• TASK DIRECTIONS
Everything from the first line of the material below through the line containing "our Error type." is to be printed exactly, and nothing more.

# # #

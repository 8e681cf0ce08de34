//! Error type for the IMAP engine.
//!
//! These are internal/fatal conditions that end a connection task; protocol
//! and semantic failures a client can recover from (unknown command, wrong
//! state, storage failure mid-command) are represented as
//! [`crate::response::Response`] values sent back to the client, not as
//! [`Error`].

use thiserror::Error;

/// Errors that can occur while driving an IMAP connection.
#[derive(Debug, Error)]
pub enum Error {
    /// I/O error during network operations.
    #[error("I/O error: {0}")]
    Io(#[from] std::io::Error),

    /// TLS handshake or encryption error.
    #[error("TLS error: {0}")]
    Tls(#[from] rustls::Error),

    /// Command-line grammar error; the lexer couldn't tokenize the input.
    #[error("protocol error at position {position}: {message}")]
    Parse {
        /// Byte position where the error occurred.
        position: usize,
        /// Description of what went wrong.
        message: String,
    },

    /// Error from the shared server runtime (framing, repository, TLS setup).
    #[error(transparent)]
    Core(#[from] mailserver_core::Error),

    /// Error from the MIME layer while assembling a FETCH response.
    #[error(transparent)]
    Mime(#[from] mailserver_mime::Error),

    /// The connection was closed (client `LOGOUT` or EOF); not a failure.
    #[error("connection closed")]
    Closed,
}

/// Result type alias using our Error type.
pub type Result<T> = std::result::Result<T, Error>;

# # #

• RESPONSE
repository 8e681cf0ce08de34
//! Error type for the IMAP engine.
//!
//! These are internal/fatal conditions that end a connection task; protocol
//! and semantic failures a client can recover from (unknown command, wrong
//! state, storage failure mid-command) are represented as
//! [`crate::response::Response`] values sent back to the client, not as
//! [`Error`].

use thiserror::Error;

/// Errors that can occur while driving an IMAP connection.
#[derive(Debug, Error)]
pub enum Error {
    /// I/O error during network operations.
    #[error("I/O error: {0}")]
    Io(#[from] std::io::Error),

    /// TLS handshake or encryption error.
    #[error("TLS error: {0}")]
    Tls(#[from] rustls::Error),

    /// Command-line grammar error; the lexer couldn't tokenize the input.
    #[error("protocol error at position {position}: {message}")]
    Parse {
        /// Byte position where the error occurred.
        position: usize,
        /// Description of what went wrong.
        message: String,
    },

    /// Error from the shared server runtime (framing, repository, TLS setup).
    #[error(transparent)]
    Core(#[from] mailserver_core::Error),

    /// Error from the MIME layer while assembling a FETCH response.
    #[error(transparent)]
    Mime(#[from] mailserver_mime::Error),

    /// The connection was closed (client `LOGOUT` or EOF); not a failure.
    #[error("connection closed")]
    Closed,
}

/// Result type alias using our Error type.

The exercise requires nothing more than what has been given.